To use this simply provide one of the enum values. For instance...

from stem.descriptor import parse_file, DocumentHandler

with open('/path/to/my/cached-consensus') as document_file:
  document = next(parse_file(document_file, "network-status-consensus-3 1.0", document_handler = DocumentHandler.DOCUMENT))
  print "document version %i, had %i routers" % (document.version, len(document.routers))

The 'next()' call is because parse_file() gives you an iterator, in this case containing a single value that's a NetworkStatusDocumentV3 instance.

Feel free to reopen if this isn't what you wanted.

The alternative, to iterate over status entries and look at every referenced status document to see if I saw that before or not, seems complicated.

Not really. The documents all had the same reference so you could have simply kept a set...

seen_documents = set()

for entry in my_descriptor_reader:
  if not entry.document in seen_documents:
    seen_documents.add(entry.document)

    ... do stuff...

It probably doesn't even work for bandwidth weights which are parsed after the status entries.

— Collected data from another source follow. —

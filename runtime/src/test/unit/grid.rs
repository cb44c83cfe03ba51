//! Work-grid and grid-scheduler tests.

use test_case::test_case;

use crate::error::Error;
use crate::grid::{GridScheduler, WorkGrid};

#[test]
fn constructors_pad_unused_dimensions() {
    assert_eq!(WorkGrid::d1(1024).global_work(), [1024, 1, 1]);
    assert_eq!(WorkGrid::d2(64, 32).global_work(), [64, 32, 1]);
    assert_eq!(WorkGrid::d3(8, 8, 8).global_work(), [8, 8, 8]);
    assert_eq!(WorkGrid::d2(64, 32).dimensions(), 2);
}

#[test]
fn local_work_is_staged_not_validated() {
    let mut grid = WorkGrid::d1(10);
    // Setting an incompatible local size succeeds; the check is at dispatch.
    grid.set_local_work(3, 1, 1);
    assert_eq!(grid.local_work(), Some([3, 1, 1]));

    // And a later global resize can make it compatible again.
    grid.set_global_work(12, 1, 1);
    grid.validate("t", 1024).unwrap();

    grid.clear_local_work();
    assert_eq!(grid.local_work(), None);
}

#[test_case(1024, 256, true; "divides")]
#[test_case(1024, 1024, true; "whole grid")]
#[test_case(1024, 100, false; "does not divide")]
#[test_case(1024, 0, false; "zero local")]
#[test_case(1024, 2048, false; "exceeds group limit")]
fn dispatch_validation(global: usize, local: usize, ok: bool) {
    let mut grid = WorkGrid::d1(global);
    grid.set_local_work(local, 1, 1);
    let outcome = grid.validate("t", 1024);
    assert_eq!(outcome.is_ok(), ok);
    if !ok {
        assert!(matches!(outcome.unwrap_err(), Error::GridMismatch { .. }));
    }
}

#[test]
fn unset_local_is_always_valid() {
    WorkGrid::d1(12345).validate("t", 64).unwrap();
}

#[test]
fn group_arithmetic() {
    let mut grid = WorkGrid::d1(1024);
    grid.set_local_work(256, 1, 1);
    assert_eq!(grid.num_groups(), [4, 1, 1]);
    assert_eq!(grid.effective_local(), [256, 1, 1]);
    assert_eq!(grid.total_items(), 1024);

    // Without a staged local size the whole extent is one group.
    assert_eq!(WorkGrid::d1(64).num_groups(), [1, 1, 1]);
}

#[test]
fn scheduler_resolves_registered_grids() {
    let mut scheduler = GridScheduler::new();
    scheduler.add_work_grid("s0.t0", WorkGrid::d2(16, 16));

    assert_eq!(scheduler.resolve("s0.t0", 999), WorkGrid::d2(16, 16));
    assert_eq!(scheduler.len(), 1);
}

#[test]
fn unregistered_task_gets_default_extent_grid() {
    let scheduler = GridScheduler::new();
    // Not an error: a 1D grid sized to the task's primary buffer length.
    assert_eq!(scheduler.resolve("s0.missing", 1024), WorkGrid::d1(1024));
}

#[test]
fn add_work_grid_overwrites() {
    let mut scheduler = GridScheduler::new();
    scheduler.add_work_grid("s0.t0", WorkGrid::d1(64));
    scheduler.add_work_grid("s0.t0", WorkGrid::d1(128));
    assert_eq!(scheduler.resolve("s0.t0", 1), WorkGrid::d1(128));
    assert_eq!(scheduler.len(), 1);
}

#[test]
fn staged_mutation_through_the_scheduler() {
    let mut scheduler = GridScheduler::new();
    scheduler.add_work_grid("s0.t0", WorkGrid::d1(1024));

    scheduler.work_grid_mut("s0.t0").unwrap().set_local_work(256, 1, 1);
    assert_eq!(scheduler.resolve("s0.t0", 1).local_work(), Some([256, 1, 1]));
    assert!(scheduler.work_grid_mut("s0.other").is_none());
}
//! Instruction selection tests for the packed dot-accumulate intrinsic.

use squall_device::Target;
use squall_dtype::ScalarDType;
use squall_ir::{ConstValue, RegionGraph};

use crate::instr::Instr;
use crate::{Error, lower};

/// `out[0] = dp4a(a, off_a, b, off_b, acc)`
fn dp4a_kernel(off_a: i64, off_b: i64) -> RegionGraph {
    let mut g = RegionGraph::new("dotpack");
    let a = g.buffer_param(ScalarDType::Int8);
    let b = g.buffer_param(ScalarDType::Int8);
    let out = g.buffer_param(ScalarDType::Int32);
    let oa = g.constant(ScalarDType::Int32, ConstValue::Int(off_a));
    let ob = g.constant(ScalarDType::Int32, ConstValue::Int(off_b));
    let acc = g.constant(ScalarDType::Int32, ConstValue::Int(0));
    let dot = g.dp4a(a, oa, b, ob, acc).unwrap();
    let zero = g.index_const(0);
    let st = g.store(out, zero, dot).unwrap();
    g.sink(&[st]);
    g
}

fn find_dp4a(program: &crate::KernelProgram) -> &Instr {
    program.instrs.iter().find(|i| matches!(i, Instr::Dp4a { .. })).expect("dp4a instruction emitted")
}

#[test]
fn lowers_to_a_single_atomic_record() {
    let program = lower(&dp4a_kernel(0, 4), &Target::default()).unwrap();

    // Exactly one intrinsic instruction; no scalar expansion.
    let count = program.instrs.iter().filter(|i| matches!(i, Instr::Dp4a { .. })).count();
    assert_eq!(count, 1);

    let Instr::Dp4a {
        dst,
        base_a,
        load_a,
        base_b,
        load_b,
        acc,
        offset_a,
        cnv_offset_a,
        adj_offset_a,
        offset_b,
        cnv_offset_b,
        adj_offset_b,
        addr_a,
        addr_b,
        header_size,
    } = find_dp4a(&program)
    else {
        unreachable!()
    };

    assert_eq!(*header_size, Target::default().array_header_bytes);

    // The freshly allocated storage locations are all distinct, and distinct
    // from the incoming operands.
    let regs = [
        *dst,
        *base_a,
        *load_a,
        *base_b,
        *load_b,
        *acc,
        *offset_a,
        *cnv_offset_a,
        *adj_offset_a,
        *offset_b,
        *cnv_offset_b,
        *adj_offset_b,
        *addr_a,
        *addr_b,
    ];
    let unique: std::collections::HashSet<_> = regs.iter().collect();
    assert_eq!(unique.len(), regs.len());

    // The result is i32-typed: it feeds an i32 store directly.
    let store = program.instrs.iter().find(|i| matches!(i, Instr::Store { .. })).unwrap();
    let Instr::Store { src, dtype, .. } = store else { unreachable!() };
    assert_eq!(src, dst);
    assert_eq!(*dtype, ScalarDType::Int32);
}

#[test]
fn header_size_follows_the_target() {
    // Varying the target's header constant must shift the recorded adjustment
    // by exactly that amount — nothing else in the record changes.
    let small = lower(&dp4a_kernel(8, 16), &Target::builder().array_header_bytes(24).build()).unwrap();
    let large = lower(&dp4a_kernel(8, 16), &Target::builder().array_header_bytes(64).build()).unwrap();

    let Instr::Dp4a { header_size: h0, .. } = find_dp4a(&small) else { unreachable!() };
    let Instr::Dp4a { header_size: h1, .. } = find_dp4a(&large) else { unreachable!() };
    assert_eq!(*h0, 24);
    assert_eq!(*h1, 64);
    assert_eq!(h1 - h0, 40);
}

#[test]
fn unsupported_target_refuses_compilation() {
    let target = Target::builder().supports_dp4a(false).build();
    let err = lower(&dp4a_kernel(0, 0), &target).unwrap_err();
    assert!(matches!(err, Error::UnsupportedIntrinsic { intrinsic: "dp4a" }));
}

As mentioned in our email exchange this is wrong. It reads the header and footer, *then* the router status entries in the middle.

Cheers! -Damian

comment:2 Changed 4 years ago by karsten

Looks awesome! I'm mostly interested in the ability to use DescriptorReader with the new document handler. Here's what I did and what worked just fine:

from stem.descriptor import DocumentHandler
from stem.descriptor.reader import DescriptorReader

with DescriptorReader('in/consensuses-2013-01/',
    document_handler=DocumentHandler.DOCUMENT) as reader:
  for document in reader:
    print "document version %i, had %i routers" % (
        document.version, len(document.routers))

Thanks!

Note: See TracTickets for help on using tickets.